(Extracted information Opens)

//! Per-frame simulation tick
//!
//! Core game loop that advances one session deterministically. One call per
//! animation frame; no dt scaling, velocities are in pixels per tick.
//!
//! Collision resolution is pure state transition; every side effect the
//! outside world cares about comes back as a [`Signal`] for the dispatcher.

use glam::Vec2;

use super::collision::{Rect, ball_rect_overlap};
use super::state::{BallOutcome, Brick, GamePhase, GameState, Signal};
use crate::consts::*;

/// Input sampled for a single tick
///
/// The pointer position is the last sample before the tick; one-shot action
/// flags are cleared by the caller after each tick.
#[derive(Debug, Clone, Default)]
pub struct TickInput {
    /// Pointer horizontal position for paddle control
    pub pointer_x: Option<f32>,
    /// Launch the ball (click while playing and ball not launched)
    pub launch: bool,
    /// Start a game from the menu
    pub start: bool,
    /// Restart after game over or win (full re-initialization)
    pub restart: bool,
    /// Idle/demo mode - a scripted paddle plays the game
    pub idle_mode: bool,
}

/// Advance the session by one tick, returning the signals it emitted.
pub fn tick(state: &mut GameState, input: &TickInput) -> Vec<Signal> {
    let mut signals = Vec::new();

    let mut input = input.clone();
    if input.idle_mode {
        drive_idle(state, &mut input);
    }
    let input = &input;

    match state.phase {
        GamePhase::Menu => {
            // Paddle already responds on the attract screen
            if let Some(pointer_x) = input.pointer_x {
                state.paddle.track(pointer_x, state.board.width);
            }
            if input.start {
                state.start_round();
            }
        }

        GamePhase::Playing => {
            state.time_ticks += 1;

            if let Some(pointer_x) = input.pointer_x {
                state.paddle.track(pointer_x, state.board.width);
            }
            if input.launch {
                state.ball.launch();
            }

            advance_ball(state, &mut signals);
            if state.phase == GamePhase::Playing {
                check_brick_collision(state, &mut signals);
            }
        }

        GamePhase::GameOver | GamePhase::Win => {
            if input.restart || input.start {
                state.start_round();
            }
        }
    }

    // Particles keep animating in every phase so loss and win bursts decay
    // on the end screens
    for particle in state.particles.iter_mut() {
        particle.update();
    }
    state.particles.retain(|p| p.life > 0.0);

    signals
}

/// Advance the ball and resolve the driver-level consequences of a loss.
fn advance_ball(state: &mut GameState, signals: &mut Vec<Signal>) {
    let (board, tuning) = (state.board, state.tuning.clone());
    let paddle = state.paddle.clone();
    let outcome = state.ball.advance(&board, &paddle, &tuning, signals);

    // Contact sparks at the paddle hit point
    if let Some(Signal::PaddleHit { pos }) = signals
        .iter()
        .rev()
        .find(|s| matches!(s, Signal::PaddleHit { .. }))
        .copied()
    {
        state.spawn_particles(pos, SPARK_COLOR, PADDLE_BURST);
    }

    if outcome == BallOutcome::BottomOut {
        lose_life(state, signals);
    }
}

/// Bottom-wall contact: decrement lives, burst, then either reset the ball
/// or end the round.
fn lose_life(state: &mut GameState, signals: &mut Vec<Signal>) {
    state.lives = state.lives.saturating_sub(1);
    let loss_pos = state.ball.pos;
    state.spawn_particles(loss_pos, DEATH_COLOR, DEATH_BURST);
    signals.push(Signal::LifeLost { lives: state.lives });
    log::debug!("life lost, {} remaining", state.lives);

    if state.lives == 0 {
        // Ball deliberately not reset; the round is over
        state.phase = GamePhase::GameOver;
        signals.push(Signal::GameOver { score: state.score });
        log::info!("game over with score {}", state.score);
    } else {
        let (paddle, tuning) = (state.paddle.clone(), state.tuning.clone());
        state.ball.reset(&paddle, &tuning, &mut state.rng);
    }
}

/// Test the ball against each alive brick in insertion order; the first
/// match wins and at most one brick resolves per tick.
fn check_brick_collision(state: &mut GameState, signals: &mut Vec<Signal>) {
    let hit = state.bricks.iter().position(|brick| {
        brick.alive && ball_rect_overlap(state.ball.pos, state.ball.radius, &brick.rect)
    });
    let Some(idx) = hit else {
        return;
    };

    let brick = &mut state.bricks[idx];
    brick.alive = false;
    let (center, color) = (brick.rect.center(), brick.color);
    log::debug!("brick destroyed at {:.0},{:.0}", center.x, center.y);

    state.ball.vel.y = -state.ball.vel.y;
    state.score += state.tuning.brick_score;
    state.spawn_particles(center, color, BRICK_BURST);
    signals.push(Signal::BrickDestroyed { pos: center, color });

    // Win fires the instant the last brick dies, whatever the ball or life
    // state is at that moment
    if state.alive_bricks() == 0 {
        state.phase = GamePhase::Win;
        let center = Vec2::new(state.board.width / 2.0, state.board.height / 2.0);
        state.spawn_particles(center, WIN_COLOR, WIN_BURST);
        signals.push(Signal::Win { score: state.score });
        log::info!("board cleared with score {}", state.score);
    }
}

/// Generate the brick grid for the current board: a fixed rows x cols field
/// filling available width minus padding and gaps, row colors cycling
/// through the palette.
pub fn generate_bricks(state: &mut GameState) {
    let tuning = &state.tuning;
    let brick_width = tuning.brick_width(state.board.width);
    let start_x = tuning.field_padding;
    let start_y = tuning.field_top;

    state.bricks.clear();
    for col in 0..tuning.brick_cols {
        for row in 0..tuning.brick_rows {
            let x = start_x + col as f32 * (brick_width + tuning.brick_gap);
            let y = start_y + row as f32 * (tuning.brick_height + tuning.brick_gap);
            state.bricks.push(Brick {
                rect: Rect::new(x, y, brick_width, tuning.brick_height),
                color: BRICK_PALETTE[row % BRICK_PALETTE.len()],
                alive: true,
            });
        }
    }
}

/// Scripted demo paddle: auto-start, auto-launch, and track the ball.
fn drive_idle(state: &GameState, input: &mut TickInput) {
    match state.phase {
        GamePhase::Menu => input.start = true,
        GamePhase::Playing => {
            if !state.ball.launched {
                input.launch = true;
            }
            // Track the ball with an oscillating offset so the return spin
            // varies and the demo doesn't settle into a vertical loop
            let wobble = (state.time_ticks as f32 * 0.05).sin() * 40.0;
            input.pointer_x = Some(state.ball.pos.x + wobble);
        }
        _ => {}
    }
}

(Extracted information Closes)

__Work item__. Each entry is to be retyped precisely as it stands.

__Result__.
//! Per-frame simulation tick
//!
//! Core game loop that advances one session deterministically. One call per
//! animation frame; no dt scaling, velocities are in pixels per tick.
//!
//! Collision resolution is pure state transition; every side effect the
//! outside world cares about comes back as a [`Signal`] for the dispatcher.

use glam::Vec2;

use super::collision::{Rect, ball_rect_overlap};
use super::state::{BallOutcome, Brick, GamePhase, GameState, Signal};
use crate::consts::*;

/// Input sampled for a single tick
///
/// The pointer position is the last sample before the tick; one-shot action
/// flags are cleared by the caller after each tick.
#[derive(Debug, Clone, Default)]
pub struct TickInput {
    /// Pointer horizontal position for paddle control
    pub pointer_x: Option<f32>,
    /// Launch the ball (click while playing and ball not launched)
    pub launch: bool,
    /// Start a game from the menu
    pub start: bool,
    /// Restart after game over or win (full re-initialization)
    pub restart: bool,
    /// Idle/demo mode - a scripted paddle plays the game
    pub idle_mode: bool,
}

/// Advance the session by one tick, returning the signals it emitted.
pub fn tick(state: &mut GameState, input: &TickInput) -> Vec<Signal> {
    let mut signals = Vec::new();

    let mut input = input.clone();
    if input.idle_mode {
        drive_idle(state, &mut input);
    }
    let input = &input;

    match state.phase {
        GamePhase::Menu => {
            // Paddle already responds on the attract screen
            if let Some(pointer_x) = input.pointer_x {
                state.paddle.track(pointer_x, state.board.width);
            }
            if input.start {
                state.start_round();
            }
        }

        GamePhase::Playing => {
            state.time_ticks += 1;

            if let Some(pointer_x) = input.pointer_x {
                state.paddle.track(pointer_x, state.board.width);
            }
            if input.launch {
                state.ball.launch();
            }

            advance_ball(state, &mut signals);
            if state.phase == GamePhase::Playing {
                check_brick_collision(state, &mut signals);
            }
        }

        GamePhase::GameOver | GamePhase::Win => {
            if input.restart || input.start {
                state.start_round();
            }
        }
    }

    // Particles keep animating in every phase so loss and win bursts decay
    // on the end screens
    for particle in state.particles.iter_mut() {
        particle.update();
    }
    state.particles.retain(|p| p.life > 0.0);

    signals
}

/// Advance the ball and resolve the driver-level consequences of a loss.
fn advance_ball(state: &mut GameState, signals: &mut Vec<Signal>) {
    let (board, tuning) = (state.board, state.tuning.clone());
    let paddle = state.paddle.clone();
    let outcome = state.ball.advance(&board, &paddle, &tuning, signals);

    // Contact sparks at the paddle hit point
    if let Some(Signal::PaddleHit { pos }) = signals
        .iter()
        .rev()
        .find(|s| matches!(s, Signal::PaddleHit { .. }))
        .copied()
    {
        state.spawn_particles(pos, SPARK_COLOR, PADDLE_BURST);
    }

    if outcome == BallOutcome::BottomOut {
        lose_life(state, signals);
    }
}

/// Bottom-wall contact: decrement lives, burst, then either reset the ball
/// or end the round.
fn lose_life(state: &mut GameState, signals: &mut Vec<Signal>) {
    state.lives = state.lives.saturating_sub(1);
    let loss_pos = state.ball.pos;
    state.spawn_particles(loss_pos, DEATH_COLOR, DEATH_BURST);
    signals.push(Signal::LifeLost { lives: state.lives });
    log::debug!("life lost, {} remaining", state.lives);

    if state.lives == 0 {
        // Ball deliberately not reset; the round is over
        state.phase = GamePhase::GameOver;
        signals.push(Signal::GameOver { score: state.score });
        log::info!("game over with score {}", state.score);
    } else {
        let (paddle, tuning) = (state.paddle.clone(), state.tuning.clone());
        state.ball.reset(&paddle, &tuning, &mut state.rng);
    }
}

/// Test the ball against each alive brick in insertion order; the first
/// match wins and at most one brick resolves per tick.
fn check_brick_collision(state: &mut GameState, signals: &mut Vec<Signal>) {
    let hit = state.bricks.iter().position(|brick| {
        brick.alive && ball_rect_overlap(state.ball.pos, state.ball.radius, &brick.rect)
    });
    let Some(idx) = hit else {
        return;
    };

    let brick = &mut state.bricks[idx];
    brick.alive = false;
    let (center, color) = (brick.rect.center(), brick.color);
    log::debug!("brick destroyed at {:.0},{:.0}", center.x, center.y);

    state.ball.vel.y = -state.ball.vel.y;
    state.score += state.tuning.brick_score;
    state.spawn_particles(center, color, BRICK_BURST);
    signals.push(Signal::BrickDestroyed { pos: center, color });

    // Win fires the instant the last brick dies, whatever the ball or life
    // state is at that moment
    if state.alive_bricks() == 0 {
        state.phase = GamePhase::Win;
        let center = Vec2::new(state.board.width / 2.0, state.board.height / 2.0);
        state.spawn_particles(center, WIN_COLOR, WIN_BURST);
        signals.push(Signal::Win { score: state.score });
        log::info!("board cleared with score {}", state.score);
    }
}

/// Generate the brick grid for the current board: a fixed rows x cols field
/// filling available width minus padding and gaps, row colors cycling
/// through the palette.
pub fn generate_bricks(state: &mut GameState) {
    let tuning = &state.tuning;
    let brick_width = tuning.brick_width(state.board.width);
    let start_x = tuning.field_padding;
    let start_y = tuning.field_top;

    state.bricks.clear();
    for col in 0..tuning.brick_cols {
        for row in 0..tuning.brick_rows {
            let x = start_x + col as f32 * (brick_width + tuning.brick_gap);
            let y = start_y + row as f32 * (tuning.brick_height + tuning.brick_gap);
            state.bricks.push(Brick {
                rect: Rect::new(x, y, brick_width, tuning.brick_height),
                color: BRICK_PALETTE[row % BRICK_PALETTE.len()],
                alive: true,
            });
        }
    }
}

/// Scripted demo paddle: auto-start, auto-launch, and track the ball.
fn drive_idle(state: &GameState, input: &mut TickInput) {
    match state.phase {
        GamePhase::Menu => input.start = true,
        GamePhase::Playing => {
            if !state.ball.launched {
                input.launch = true;
            }
            // Track the ball with an oscillating offset so the return spin
            // varies and the demo doesn't settle into a vertical loop
            let wobble = (state.time_ticks as f32 * 0.05).sin() * 40.0;
            input.pointer_x = Some(state.ball.pos.x + wobble);
        }
        _ => {}
    }
}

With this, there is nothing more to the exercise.